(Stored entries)
//! HTTP route handlers for the clinic front end.
//!
//! # Route Structure
//!
//! ```text
//! GET  /health                      - Health check
//!
//! # Auth (public-only unless noted)
//! GET  /auth/login                  - Login page
//! POST /auth/login                  - Login action ("remember me" picks the cookie lifetime)
//! GET  /auth/register               - Registration page
//! POST /auth/register               - Registration action
//! GET  /auth/forgot-password        - Request a reset link
//! POST /auth/forgot-password        - Send the reset link
//! GET  /auth/reset-password?token=  - Choose a new password
//! POST /auth/reset-password         - Reset action
//! GET  /auth/change-password        - Change password (signed in)
//! POST /auth/change-password        - Change action (signed in)
//! POST /auth/logout                 - Logout
//!
//! # Signed in
//! GET  /                            - Role-specific dashboard
//! GET  /profile                     - Own profile
//! POST /profile                     - Update own name and phone
//!
//! # Users (admin)
//! GET  /users                       - List (?q=, ?role=)
//! GET  /users/new                   - Create form
//! POST /users                       - Create
//! GET  /users/{id}/edit             - Edit form
//! POST /users/{id}                  - Update
//! GET  /users/{id}/delete           - Confirm delete
//! POST /users/{id}/delete           - Delete
//!
//! # Pets (owners see their own)
//! GET  /pets                        - List (?q=, ?species=)
//! GET  /pets/new | POST /pets       - Create
//! GET  /pets/{id}/edit | POST /pets/{id}      - Edit
//! GET  /pets/{id}/delete | POST /pets/{id}/delete  - Delete (staff)
//!
//! # Services (writes are admin only)
//! GET  /services                    - List (?q=, ?active=)
//! GET  /services/new | POST /services
//! GET  /services/{id}/edit | POST /services/{id}
//! GET  /services/{id}/delete | POST /services/{id}/delete
//!
//! # Appointments
//! GET  /appointments                - List (?status=, ?date=, ?q=)
//! GET  /appointments/new | POST /appointments
//! GET  /appointments/{id}           - Detail with decorators
//! GET  /appointments/{id}/edit | POST /appointments/{id}    (staff)
//! POST /appointments/{id}/status    - Status change (staff)
//! GET  /appointments/{id}/cancel | POST /appointments/{id}/cancel
//! GET  /appointments/{id}/delete | POST /appointments/{id}/delete  (admin)
//! POST /appointments/{id}/decorators                       (staff)
//! POST /appointments/{id}/decorators/{did}/delete          (staff)
//!
//! # Consultations (veterinarian, admin)
//! GET  /consultations               - List (?q=, ?pet_id=)
//! GET  /consultations/new | POST /consultations
//! GET  /consultations/{id}/edit | POST /consultations/{id}
//!
//! # Triage (staff)
//! GET  /triage                      - Queue (?status=)
//! GET  /triage/new | POST /triage
//! GET  /triage/{id}/edit | POST /triage/{id}
//! ```

pub mod appointments;
pub mod auth;
pub mod consultations;
pub mod dashboard;
pub mod pets;
pub mod profile;
pub mod services;
pub mod triage;
pub mod users;

use askama::Template;
use axum::{
    Router,
    response::Html,
    routing::{get, post},
};

use crate::error::AppError;
use crate::state::AppState;

/// Render a template; failures become a logged 500.
pub(crate) fn render<T: Template>(template: &T) -> Result<Html<String>, AppError> {
    Ok(Html(template.render()?))
}

/// Treat blank form and query values as absent.
pub(crate) fn non_empty(value: &str) -> Option<String> {
    let trimmed = value.trim();
    (!trimmed.is_empty()).then(|| trimmed.to_string())
}

/// Create the auth routes router.
pub fn auth_routes() -> Router<AppState> {
    Router::new()
        .route("/login", get(auth::login_page).post(auth::login))
        .route("/register", get(auth::register_page).post(auth::register))
        .route(
            "/forgot-password",
            get(auth::forgot_password_page).post(auth::forgot_password),
        )
        .route(
            "/reset-password",
            get(auth::reset_password_page).post(auth::reset_password),
        )
        .route(
            "/change-password",
            get(auth::change_password_page).post(auth::change_password),
        )
        .route("/logout", post(auth::logout))
}

/// Create the user management routes router.
pub fn user_routes() -> Router<AppState> {
    Router::new()
        .route("/", get(users::index).post(users::create))
        .route("/new", get(users::new_page))
        .route("/{id}", post(users::update))
        .route("/{id}/edit", get(users::edit_page))
        .route(
            "/{id}/delete",
            get(users::delete_confirm).post(users::delete),
        )
}

/// Create the pet routes router.
pub fn pet_routes() -> Router<AppState> {
    Router::new()
        .route("/", get(pets::index).post(pets::create))
        .route("/new", get(pets::new_page))
        .route("/{id}", post(pets::update))
        .route("/{id}/edit", get(pets::edit_page))
        .route("/{id}/delete", get(pets::delete_confirm).post(pets::delete))
}

/// Create the service catalogue routes router.
pub fn service_routes() -> Router<AppState> {
    Router::new()
        .route("/", get(services::index).post(services::create))
        .route("/new", get(services::new_page))
        .route("/{id}", post(services::update))
        .route("/{id}/edit", get(services::edit_page))
        .route(
            "/{id}/delete",
            get(services::delete_confirm).post(services::delete),
        )
}

/// Create the appointment routes router.
pub fn appointment_routes() -> Router<AppState> {
    Router::new()
        .route("/", get(appointments::index).post(appointments::create))
        .route("/new", get(appointments::new_page))
        .route(
            "/{id}",
            get(appointments::show).post(appointments::update),
        )
        .route("/{id}/edit", get(appointments::edit_page))
        .route("/{id}/status", post(appointments::update_status))
        .route(
            "/{id}/cancel",
            get(appointments::cancel_confirm).post(appointments::cancel),
        )
        .route(
            "/{id}/delete",
            get(appointments::delete_confirm).post(appointments::delete),
        )
        .route("/{id}/decorators", post(appointments::add_decorator))
        .route(
            "/{id}/decorators/{decorator_id}/delete",
            post(appointments::remove_decorator),
        )
}

/// Create the consultation routes router.
pub fn consultation_routes() -> Router<AppState> {
    Router::new()
        .route("/", get(consultations::index).post(consultations::create))
        .route("/new", get(consultations::new_page))
        .route("/{id}", post(consultations::update))
        .route("/{id}/edit", get(consultations::edit_page))
}

/// Create the triage routes router.
pub fn triage_routes() -> Router<AppState> {
    Router::new()
        .route("/", get(triage::index).post(triage::create))
        .route("/new", get(triage::new_page))
        .route("/{id}", post(triage::update))
        .route("/{id}/edit", get(triage::edit_page))
}

/// Create all page routes.
pub fn routes() -> Router<AppState> {
    Router::new()
        .route("/", get(dashboard::index))
        .route("/profile", get(profile::show).post(profile::update))
        .nest("/auth", auth_routes())
        .nest("/users", user_routes())
        .nest("/pets", pet_routes())
        .nest("/services", service_routes())
        .nest("/appointments", appointment_routes())
        .nest("/consultations", consultation_routes())
        .nest("/triage", triage_routes())
}

#[cfg(test)]
mod tests {
    use super::*;

    #[test]
    fn test_non_empty() {
        assert_eq!(non_empty("  dog "), Some("dog".to_string()));
        assert_eq!(non_empty("   "), None);
        assert_eq!(non_empty(""), None);
    }
}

- _Your instructions_: All lines of the data that hold "index" need to be copied.

- _Output of the exercise_:
        .route("/", get(users::index).post(users::create))
        .route("/", get(pets::index).post(pets::create))
        .route("/", get(services::index).post(services::create))
        .route("/", get(appointments::index).post(appointments::create))
        .route("/", get(consultations::index).post(consultations::create))
        .route("/", get(triage::index).post(triage::create))
        .route("/", get(dashboard::index))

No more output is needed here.